BEGIN Extracted material
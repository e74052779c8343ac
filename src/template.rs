//! Placeholder templates for part names and headers.
//!
//! Recognised placeholders: `{filename}`, `{part}`, `{source}`,
//! `{timestamp}` (UTC `YYYYMMDDHHMMSS`) and `{run_id}`. Anything else is left
//! untouched.

use std::borrow::Cow;
use std::path::Path;

use time::OffsetDateTime;
use uuid::Uuid;

/// Values shared by every part of one run.
#[derive(Debug, Clone, PartialEq, Eq)]
pub struct TemplateContext {
    pub filename: String,
    pub source: String,
    pub timestamp: String,
    pub run_id: String,
}

impl TemplateContext {
    /// Context for a run starting now, with a fresh run id.
    pub fn new(source: &str) -> Self {
        Self::at(source, OffsetDateTime::now_utc(), Uuid::new_v4().simple().to_string())
    }

    pub fn at(source: &str, started: OffsetDateTime, run_id: String) -> Self {
        Self {
            filename: String::new(),
            source: source_label(source).into_owned(),
            timestamp: format_timestamp(started),
            run_id,
        }
    }

    /// Same run, scoped to one destination's base filename.
    pub fn for_filename(&self, filename: &str) -> Self {
        Self {
            filename: filename.to_string(),
            ..self.clone()
        }
    }

    pub fn render(&self, template: &str, part: u32) -> String {
        template
            .replace("{filename}", &self.filename)
            .replace("{part}", &part.to_string())
            .replace("{source}", &self.source)
            .replace("{timestamp}", &self.timestamp)
            .replace("{run_id}", &self.run_id)
    }
}

/// `YYYYMMDDHHMMSS` in UTC.
pub fn format_timestamp(at: OffsetDateTime) -> String {
    let at = at.to_offset(time::UtcOffset::UTC);
    format!(
        "{:04}{:02}{:02}{:02}{:02}{:02}",
        at.year(),
        u8::from(at.month()),
        at.day(),
        at.hour(),
        at.minute(),
        at.second()
    )
}

/// File stem of the input, safe to embed in a key.
fn source_label(source: &str) -> Cow<'_, str> {
    const INVALID: [char; 10] = ['/', '\\', ' ', ':', '*', '?', '"', '<', '>', '|'];

    if source.is_empty() || source == "-" {
        return Cow::Borrowed("stdin");
    }

    let stem = Path::new(source)
        .file_stem()
        .and_then(|s| s.to_str())
        .unwrap_or(source);

    if stem.chars().any(|c| INVALID.contains(&c)) {
        Cow::Owned(
            stem.chars()
                .map(|c| if INVALID.contains(&c) { '_' } else { c })
                .collect(),
        )
    } else {
        Cow::Borrowed(stem)
    }
}
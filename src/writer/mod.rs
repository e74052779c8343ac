//! Chunked part writer.
//!
//! Turns a raw byte stream into newline-terminated lines and writes them into
//! size-bounded parts on a [`PartStore`], never splitting a line.

mod chunked;
mod config;
mod reassembler;
mod storage;
mod store;

pub use chunked::ChunkedWriter;
pub use config::{ChunkedWriterConfig, FilenameFn, HeaderFn, LineTransform, DEFAULT_MAX_PART_BYTES};
pub use storage::{build_operator, open_store};
pub use store::{OperatorStore, PartHandle, PartStore};
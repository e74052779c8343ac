//! Declarative line transform for delimited master-data records.
//!
//! Each line is parsed as one CSV record (quotes honoured, so a quoted field
//! may contain the input delimiter) and the projected fields are written back
//! with the output delimiter, quoting any field that needs it.

use csv::{ByteRecord, QuoteStyle, ReaderBuilder, Terminator, WriterBuilder};
use tracing::warn;

use crate::config::TransformConfig;
use crate::error::{PipeError, Result};
use crate::writer::LineTransform;

/// Parses a delimited record, projects columns and writes them back out.
#[derive(Debug)]
pub struct LineMapping {
    reader: ReaderBuilder,
    writer: WriterBuilder,
    columns: Option<Vec<usize>>,
    missing_value: String,
    skip_first_line: bool,
    drop_empty: bool,
    seen_first: bool,
    record: ByteRecord,
}

impl LineMapping {
    pub fn from_config(config: &TransformConfig) -> Result<Self> {
        let input = delimiter_byte("input_delimiter", &config.input_delimiter)?;
        let output = delimiter_byte("output_delimiter", &config.output_delimiter)?;

        // Lines arrive without their terminator; a stray \r inside is data.
        let mut reader = ReaderBuilder::new();
        reader
            .has_headers(false)
            .flexible(true)
            .delimiter(input)
            .terminator(Terminator::Any(b'\n'));

        let mut writer = WriterBuilder::new();
        writer
            .has_headers(false)
            .flexible(true)
            .delimiter(output)
            .quote_style(QuoteStyle::Necessary)
            .terminator(Terminator::Any(b'\n'));

        Ok(Self {
            reader,
            writer,
            columns: config.columns.clone(),
            missing_value: config.missing_value.clone(),
            skip_first_line: config.skip_first_line,
            drop_empty: config.drop_empty,
            seen_first: false,
            record: ByteRecord::new(),
        })
    }

    /// Map one line; `None` drops it.
    pub fn map(&mut self, line: &str) -> Option<String> {
        let first = !self.seen_first;
        self.seen_first = true;
        if first && self.skip_first_line {
            return None;
        }

        let line = line.strip_suffix('\r').unwrap_or(line);
        match self.map_record(line) {
            Ok(mapped) => mapped,
            Err(err) => {
                warn!(error = %err, "Dropping line that could not be mapped");
                None
            }
        }
    }

    fn map_record(&mut self, line: &str) -> csv::Result<Option<String>> {
        let mut reader = self.reader.from_reader(line.as_bytes());
        if !reader.read_byte_record(&mut self.record)? {
            // Empty line
            self.record.clear();
        }

        let projected: Vec<&[u8]> = match &self.columns {
            Some(columns) => columns
                .iter()
                .map(|&i| self.record.get(i).unwrap_or(self.missing_value.as_bytes()))
                .collect(),
            None => self.record.iter().collect(),
        };

        let blank = projected
            .iter()
            .all(|field| field.iter().all(u8::is_ascii_whitespace));
        if self.drop_empty && blank {
            return Ok(None);
        }
        // csv writes a lone empty field as `""`; keep it an empty line.
        if projected.len() <= 1 && projected.iter().all(|field| field.is_empty()) {
            return Ok(Some(String::new()));
        }

        let mut writer = self.writer.from_writer(Vec::with_capacity(line.len() + 8));
        writer.write_record(&projected)?;
        let mut out = writer
            .into_inner()
            .map_err(|e| csv::Error::from(e.into_error()))?;
        if out.last() == Some(&b'\n') {
            out.pop();
        }
        Ok(Some(String::from_utf8_lossy(&out).into_owned()))
    }
}

/// The single byte a CSV delimiter must be.
pub fn delimiter_byte(field: &str, value: &str) -> Result<u8> {
    match value.as_bytes() {
        [byte] => Ok(*byte),
        _ => Err(PipeError::invalid_config(format!(
            "transform.{} must be a single ASCII character, got '{}'",
            field, value
        ))),
    }
}

impl LineTransform for LineMapping {
    fn apply(&mut self, line: &str) -> Option<String> {
        self.map(line)
    }
}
END Extracted material
- **Work request**:
Copy out every record above exactly as written.

- **Result**:
repository e74052779c8343ac
filename src/template.rs
//! Placeholder templates for part names and headers.
//!
//! Recognised placeholders: `{filename}`, `{part}`, `{source}`,
//! `{timestamp}` (UTC `YYYYMMDDHHMMSS`) and `{run_id}`. Anything else is left
//! untouched.

use std::borrow::Cow;
use std::path::Path;

use time::OffsetDateTime;
use uuid::Uuid;

/// Values shared by every part of one run.
#[derive(Debug, Clone, PartialEq, Eq)]
pub struct TemplateContext {
    pub filename: String,
    pub source: String,
    pub timestamp: String,
    pub run_id: String,
}

impl TemplateContext {
    /// Context for a run starting now, with a fresh run id.
    pub fn new(source: &str) -> Self {
        Self::at(source, OffsetDateTime::now_utc(), Uuid::new_v4().simple().to_string())
    }

    pub fn at(source: &str, started: OffsetDateTime, run_id: String) -> Self {
        Self {
            filename: String::new(),
            source: source_label(source).into_owned(),
            timestamp: format_timestamp(started),
            run_id,
        }
    }

    /// Same run, scoped to one destination's base filename.
    pub fn for_filename(&self, filename: &str) -> Self {
        Self {
            filename: filename.to_string(),
            ..self.clone()
        }
    }

    pub fn render(&self, template: &str, part: u32) -> String {
        template
            .replace("{filename}", &self.filename)
            .replace("{part}", &part.to_string())
            .replace("{source}", &self.source)
            .replace("{timestamp}", &self.timestamp)
            .replace("{run_id}", &self.run_id)
    }
}

/// `YYYYMMDDHHMMSS` in UTC.
pub fn format_timestamp(at: OffsetDateTime) -> String {
    let at = at.to_offset(time::UtcOffset::UTC);
    format!(
        "{:04}{:02}{:02}{:02}{:02}{:02}",
        at.year(),
        u8::from(at.month()),
        at.day(),
        at.hour(),
        at.minute(),
        at.second()
    )
}

/// File stem of the input, safe to embed in a key.
fn source_label(source: &str) -> Cow<'_, str> {
    const INVALID: [char; 10] = ['/', '\\', ' ', ':', '*', '?', '"', '<', '>', '|'];

    if source.is_empty() || source == "-" {
        return Cow::Borrowed("stdin");
    }

    let stem = Path::new(source)
        .file_stem()
        .and_then(|s| s.to_str())
        .unwrap_or(source);

    if stem.chars().any(|c| INVALID.contains(&c)) {
        Cow::Owned(
            stem.chars()
                .map(|c| if INVALID.contains(&c) { '_' } else { c })
                .collect(),
        )
    } else {
        Cow::Borrowed(stem)
    }
}
filename src/writer/mod.rs
repository e74052779c8343ac
//! Chunked part writer.
//!
//! Turns a raw byte stream into newline-terminated lines and writes them into
//! size-bounded parts on a [`PartStore`], never splitting a line.

mod chunked;
mod config;
mod reassembler;
mod storage;
mod store;

pub use chunked::ChunkedWriter;
pub use config::{ChunkedWriterConfig, FilenameFn, HeaderFn, LineTransform, DEFAULT_MAX_PART_BYTES};
pub use storage::{build_operator, open_store};
pub use store::{OperatorStore, PartHandle, PartStore};
repository e74052779c8343ac
//! Declarative line transform for delimited master-data records.
//!
//! Each line is parsed as one CSV record (quotes honoured, so a quoted field
//! may contain the input delimiter) and the projected fields are written back
//! with the output delimiter, quoting any field that needs it.

use csv::{ByteRecord, QuoteStyle, ReaderBuilder, Terminator, WriterBuilder};
use tracing::warn;

use crate::config::TransformConfig;
use crate::error::{PipeError, Result};
use crate::writer::LineTransform;

/// Parses a delimited record, projects columns and writes them back out.
#[derive(Debug)]
pub struct LineMapping {
    reader: ReaderBuilder,
    writer: WriterBuilder,
    columns: Option<Vec<usize>>,
    missing_value: String,
    skip_first_line: bool,
    drop_empty: bool,
    seen_first: bool,
    record: ByteRecord,
}

impl LineMapping {
    pub fn from_config(config: &TransformConfig) -> Result<Self> {
        let input = delimiter_byte("input_delimiter", &config.input_delimiter)?;
        let output = delimiter_byte("output_delimiter", &config.output_delimiter)?;

        // Lines arrive without their terminator; a stray \r inside is data.
        let mut reader = ReaderBuilder::new();
        reader
            .has_headers(false)
            .flexible(true)
            .delimiter(input)
            .terminator(Terminator::Any(b'\n'));

        let mut writer = WriterBuilder::new();
        writer
            .has_headers(false)
            .flexible(true)
            .delimiter(output)
            .quote_style(QuoteStyle::Necessary)
            .terminator(Terminator::Any(b'\n'));

        Ok(Self {
            reader,
            writer,
            columns: config.columns.clone(),
            missing_value: config.missing_value.clone(),
            skip_first_line: config.skip_first_line,
            drop_empty: config.drop_empty,
            seen_first: false,
            record: ByteRecord::new(),
        })
    }

    /// Map one line; `None` drops it.
    pub fn map(&mut self, line: &str) -> Option<String> {
        let first = !self.seen_first;
        self.seen_first = true;
        if first && self.skip_first_line {
            return None;
        }

        let line = line.strip_suffix('\r').unwrap_or(line);
        match self.map_record(line) {
            Ok(mapped) => mapped,
            Err(err) => {
                warn!(error = %err, "Dropping line that could not be mapped");
                None
            }
        }
    }

    fn map_record(&mut self, line: &str) -> csv::Result<Option<String>> {
        let mut reader = self.reader.from_reader(line.as_bytes());
        if !reader.read_byte_record(&mut self.record)? {
            // Empty line
            self.record.clear();
        }

        let projected: Vec<&[u8]> = match &self.columns {
            Some(columns) => columns
                .iter()
                .map(|&i| self.record.get(i).unwrap_or(self.missing_value.as_bytes()))
                .collect(),
            None => self.record.iter().collect(),
        };

        let blank = projected
            .iter()
            .all(|field| field.iter().all(u8::is_ascii_whitespace));
        if self.drop_empty && blank {
            return Ok(None);
        }
        // csv writes a lone empty field as `""`; keep it an empty line.
        if projected.len() <= 1 && projected.iter().all(|field| field.is_empty()) {
            return Ok(Some(String::new()));
        }

        let mut writer = self.writer.from_writer(Vec::with_capacity(line.len() + 8));
        writer.write_record(&projected)?;
        let mut out = writer
            .into_inner()
            .map_err(|e| csv::Error::from(e.into_error()))?;
        if out.last() == Some(&b'\n') {
            out.pop();
        }
        Ok(Some(String::from_utf8_lossy(&out).into_owned()))
    }
}

/// The single byte a CSV delimiter must be.
pub fn delimiter_byte(field: &str, value: &str) -> Result<u8> {
    match value.as_bytes() {
        [byte] => Ok(*byte),
        _ => Err(PipeError::invalid_config(format!(
            "transform.{} must be a single ASCII character, got '{}'",
            field, value
        ))),
    }
}

impl LineTransform for LineMapping {
    fn apply(&mut self, line: &str) -> Option<String> {
        self.map(line)
    }
}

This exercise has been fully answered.